As every student of history knows, McCain was on his 23rd mission as a naval aviator during the Vietnam War when his plane was shot down over the heart of Hanoi. Badly injured, McCain wasn’t expected to survive. He subsequently endured years of torture at the hands of his communist captors.
Less than a year after he was captured, his father, Adm. John S. McCain, Jr., was appointed commander-in-chief of all U.S. forces in the Pacific during the Vietnam War. The North Vietnamese, eager to score some propaganda points, offered to release McCain.
Insisting that he would only be freed after those who had been captured before him were released as well, John McCain bravely refused the offer. He ended up suffering unspeakable torment, and was only released after five and a half years in captivity.
As every sane individual can attest, John McCain is a genuine American hero.
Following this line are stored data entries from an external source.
//! Modules addressed over I2C, driving one contiguous channel vector.

use std::collections::BTreeSet;

use serde::Serialize;

use crate::module::TxModule;
use crate::profile::{DelayProfile, ProfileSelection, ProfileSet, PulseProfile};
use crate::registers::{unpacked, PackedRegisters, Registers};
use crate::{Result, TxError};

/// Register image destined for one transmitter on one module.
#[derive(Debug, Clone, PartialEq, Serialize)]
pub struct DeviceRegisters {
    pub i2c_addr: u8,
    pub transmitter: usize,
    #[serde(skip)]
    pub registers: PackedRegisters,
}

#[derive(Debug, Clone, PartialEq)]
pub struct TxArray {
    pub bf_clk: f64,
    modules: Vec<TxModule>,
    delay_profiles: ProfileSet<DelayProfile>,
    pulse_profiles: ProfileSet<PulseProfile>,
}

impl TxArray {
    /// Modules are laid out along the channel vector in the order given.
    pub fn new(i2c_addresses: &[u8], bf_clk: f64, num_transmitters: usize) -> Result<Self> {
        if i2c_addresses.is_empty() {
            return Err(TxError::InvalidConfig(
                "at least one I2C address is required".to_string(),
            ));
        }
        let mut seen = BTreeSet::new();
        if let Some(&dup) = i2c_addresses.iter().find(|&&a| !seen.insert(a)) {
            return Err(TxError::DuplicateI2cAddress(dup));
        }
        let modules = i2c_addresses
            .iter()
            .map(|&addr| TxModule::new(addr, bf_clk, num_transmitters))
            .collect::<Result<Vec<_>>>()?;
        Ok(Self {
            bf_clk,
            modules,
            delay_profiles: ProfileSet::default(),
            pulse_profiles: ProfileSet::default(),
        })
    }

    pub fn modules(&self) -> &[TxModule] {
        &self.modules
    }

    pub fn module(&self, i2c_addr: u8) -> Option<&TxModule> {
        self.modules.iter().find(|m| m.i2c_addr == i2c_addr)
    }

    pub fn i2c_addresses(&self) -> Vec<u8> {
        self.modules.iter().map(|m| m.i2c_addr).collect()
    }

    pub fn num_modules(&self) -> usize {
        self.modules.len()
    }

    pub fn num_channels(&self) -> usize {
        self.modules.iter().map(TxModule::num_channels).sum()
    }

    pub fn delay_profiles(&self) -> &ProfileSet<DelayProfile> {
        &self.delay_profiles
    }

    pub fn pulse_profiles(&self) -> &ProfileSet<PulseProfile> {
        &self.pulse_profiles
    }

    pub fn add_pulse_profile(
        &mut self,
        profile: PulseProfile,
        activate: Option<bool>,
    ) -> Result<()> {
        profile.validate()?;
        let activate = self.pulse_profiles.add(profile.clone(), activate);
        for module in &mut self.modules {
            module.add_pulse_profile(profile.clone(), Some(activate))?;
        }
        Ok(())
    }

    pub fn add_delay_profile(
        &mut self,
        profile: DelayProfile,
        activate: Option<bool>,
    ) -> Result<()> {
        if profile.num_elements() != self.num_channels() {
            return Err(TxError::LengthMismatch {
                context: "array delay profile",
                expected: self.num_channels(),
                got: profile.num_elements(),
            });
        }
        let mut start = 0;
        let mut slices = Vec::with_capacity(self.modules.len());
        for module in &self.modules {
            slices.push(profile.slice(start, module.num_channels())?);
            start += module.num_channels();
        }
        let activate = self.delay_profiles.add(profile, activate);
        for (module, slice) in self.modules.iter_mut().zip(slices) {
            module.add_delay_profile(slice, Some(activate))?;
        }
        Ok(())
    }

    pub fn remove_pulse_profile(&mut self, index: u8) -> Result<PulseProfile> {
        let removed = self.pulse_profiles.remove(index)?;
        for module in &mut self.modules {
            module.remove_pulse_profile(index)?;
        }
        Ok(removed)
    }

    pub fn remove_delay_profile(&mut self, index: u8) -> Result<DelayProfile> {
        let removed = self.delay_profiles.remove(index)?;
        for module in &mut self.modules {
            module.remove_delay_profile(index)?;
        }
        Ok(removed)
    }

    pub fn get_pulse_profile(&self, index: Option<u8>) -> Result<&PulseProfile> {
        self.pulse_profiles.get(index)
    }

    pub fn get_delay_profile(&self, index: Option<u8>) -> Result<&DelayProfile> {
        self.delay_profiles.get(index)
    }

    pub fn activate_pulse_profile(&mut self, index: u8) -> Result<()> {
        self.pulse_profiles.activate(index)?;
        for module in &mut self.modules {
            module.activate_pulse_profile(index)?;
        }
        Ok(())
    }

    pub fn activate_delay_profile(&mut self, index: u8) -> Result<()> {
        self.delay_profiles.activate(index)?;
        for module in &mut self.modules {
            module.activate_delay_profile(index)?;
        }
        Ok(())
    }

    /// Rebuild every module's pulse profiles from the array's set.
    pub fn recompute_pulse_profiles(&mut self) -> Result<()> {
        let active = self.pulse_profiles.active();
        for module in &mut self.modules {
            for index in module.pulse_profiles().indices() {
                module.remove_pulse_profile(index)?;
            }
            for profile in self.pulse_profiles.iter() {
                module.add_pulse_profile(profile.clone(), Some(active == Some(profile.index)))?;
            }
        }
        Ok(())
    }

    /// Rebuild every module's delay profiles from the array's set.
    pub fn recompute_delay_profiles(&mut self) -> Result<()> {
        for module in &mut self.modules {
            for index in module.delay_profiles().indices() {
                module.remove_delay_profile(index)?;
            }
        }
        let active = self.delay_profiles.active();
        let profiles: Vec<DelayProfile> = self.delay_profiles.iter().cloned().collect();
        for profile in profiles {
            let activate = active == Some(profile.index);
            self.add_delay_profile(profile, Some(activate))?;
        }
        Ok(())
    }

    /// Register images per module (keyed by I2C address), per transmitter.
    pub fn registers(&self, selection: ProfileSelection) -> Result<Vec<(u8, Vec<Registers>)>> {
        self.modules
            .iter()
            .map(|m| m.registers(selection).map(|regs| (m.i2c_addr, regs)))
            .collect()
    }

    pub fn delay_control_registers(&self, index: Option<u8>) -> Result<Vec<(u8, Vec<Registers>)>> {
        let index = index.or(self.delay_profiles.active());
        self.modules
            .iter()
            .map(|m| m.delay_control_registers(index).map(|regs| (m.i2c_addr, regs)))
            .collect()
    }

    pub fn pulse_control_registers(&self, index: Option<u8>) -> Result<Vec<(u8, Vec<Registers>)>> {
        let index = index.or(self.pulse_profiles.active());
        self.modules
            .iter()
            .map(|m| m.pulse_control_registers(index).map(|regs| (m.i2c_addr, regs)))
            .collect()
    }

    pub fn delay_data_registers(&self, index: Option<u8>) -> Result<Vec<(u8, Vec<Registers>)>> {
        let index = index.or(self.delay_profiles.active());
        self.modules
            .iter()
            .map(|m| m.delay_data_registers(index).map(|regs| (m.i2c_addr, regs)))
            .collect()
    }

    pub fn pulse_data_registers(&self, index: Option<u8>) -> Result<Vec<(u8, Vec<Registers>)>> {
        let index = index.or(self.pulse_profiles.active());
        self.modules
            .iter()
            .map(|m| m.pulse_data_registers(index).map(|regs| (m.i2c_addr, regs)))
            .collect()
    }

    /// Flattened per-device register writes, optionally packed into bursts.
    pub fn device_registers(
        &self,
        selection: ProfileSelection,
        pack: bool,
        pack_single: bool,
    ) -> Result<Vec<DeviceRegisters>> {
        let mut devices = Vec::new();
        for module in &self.modules {
            let images = if pack {
                module.packed_registers(selection, pack_single)?
            } else {
                module
                    .registers(selection)?
                    .iter()
                    .map(unpacked)
                    .collect()
            };
            devices.extend(
                images
                    .into_iter()
                    .enumerate()
                    .map(|(transmitter, registers)| DeviceRegisters {
                        i2c_addr: module.i2c_addr,
                        transmitter,
                        registers,
                    }),
            );
        }
        Ok(devices)
    }
}

#[cfg(test)]
mod tests {
    use super::*;
    use crate::registers::{DEFAULT_CLK_FREQ, NUM_TRANSMITTERS};

    fn array(addrs: &[u8]) -> TxArray {
        TxArray::new(addrs, DEFAULT_CLK_FREQ, NUM_TRANSMITTERS).unwrap()
    }

    fn profile(index: u8, n: usize) -> DelayProfile {
        let delays = (0..n).map(|i| (i % 64) as f64 * 0.1).collect();
        DelayProfile::new(index, delays, None, "us").unwrap()
    }

    #[test]
    fn addresses_must_be_unique_and_present() {
        assert!(matches!(
            TxArray::new(&[0x10, 0x11, 0x10], DEFAULT_CLK_FREQ, 2),
            Err(TxError::DuplicateI2cAddress(0x10))
        ));
        assert!(TxArray::new(&[], DEFAULT_CLK_FREQ, 2).is_err());
    }

    #[test]
    fn channel_vector_spans_all_modules() {
        let mut arr = array(&[0x20, 0x21]);
        assert_eq!(arr.num_channels(), 128);
        assert!(arr.add_delay_profile(profile(1, 64), None).is_err());
        arr.add_delay_profile(profile(1, 128), None).unwrap();

        let second = arr.module(0x21).unwrap().get_delay_profile(None).unwrap();
        assert_eq!(second.num_elements(), 64);
        assert_eq!(second.delays[1], 0.1);
        assert_eq!(arr.i2c_addresses(), vec![0x20, 0x21]);
    }

    #[test]
    fn device_registers_cover_every_transmitter() {
        let mut arr = array(&[0x20, 0x21]);
        arr.add_delay_profile(profile(1, 128), None).unwrap();
        arr.add_pulse_profile(PulseProfile::new(1, 500e3, 10).unwrap(), None)
            .unwrap();

        let devices = arr
            .device_registers(ProfileSelection::Active, false, false)
            .unwrap();
        assert_eq!(devices.len(), 4);
        assert_eq!(devices[2].i2c_addr, 0x21);
        assert_eq!(devices[2].transmitter, 0);
        assert_eq!(devices[3].registers.len(), 15 + 16 + 2);

        let packed = arr
            .device_registers(ProfileSelection::Active, true, false)
            .unwrap();
        assert_eq!(packed[0].registers.len(), 15 + 1 + 1);
    }

    #[test]
    fn remove_and_recompute() {
        let mut arr = array(&[0x01]);
        arr.add_delay_profile(profile(1, 64), None).unwrap();
        arr.add_delay_profile(profile(2, 64), Some(true)).unwrap();
        arr.add_pulse_profile(PulseProfile::new(1, 500e3, 10).unwrap(), None)
            .unwrap();

        arr.remove_delay_profile(1).unwrap();
        assert_eq!(arr.delay_profiles().active(), Some(2));
        let module = &arr.modules()[0];
        assert_eq!(module.delay_profiles().indices(), vec![2]);

        let before = arr.registers(ProfileSelection::Set).unwrap();
        arr.recompute_delay_profiles().unwrap();
        arr.recompute_pulse_profiles().unwrap();
        assert_eq!(arr.registers(ProfileSelection::Set).unwrap(), before);
    }

    #[test]
    fn control_registers_follow_active_profile() {
        let mut arr = array(&[0x01]);
        arr.add_delay_profile(profile(1, 64), None).unwrap();
        arr.add_delay_profile(profile(5, 64), None).unwrap();
        arr.activate_delay_profile(5).unwrap();
        let regs = arr.delay_control_registers(None).unwrap();
        assert_eq!(regs[0].0, 0x01);
        assert_eq!(regs[0].1[1][&crate::registers::ADDRESS_DELAY_SEL], (4 << 12) | (4 << 28));
    }
}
For Donald Trump, in his zeal to attract attention and use his personal fortune to try to purchase the presidency, neither facts nor feelings matter.
One can only hope that the American people will repudiate Trump by informing the pollsters that they would not consider — under any circumstances — casting their ballots for him.
For Torah Jews, simply condemning Trump doesn’t suffice. Let us not delude ourselves: This isn’t only about a specific individual. It is about a poisonous atmosphere filled with personal attacks and derogatory language.
We often don’t realize how much we are affected by the ranting of those who thrive on trying to besmirch and tear down those with whom they disagree. Indeed, some of these viewpoints are similar to Torah hashkafah. But the way they present their case, the words and tone of voice they use, are the diametric opposite of the refinement and middos tovos that is the trademark of a Torah Jew.
The only way to ensure that these corrosive influences do not permeate our homes and hearts is by carefully screening what we choose to listen to, and with whom we spend our time.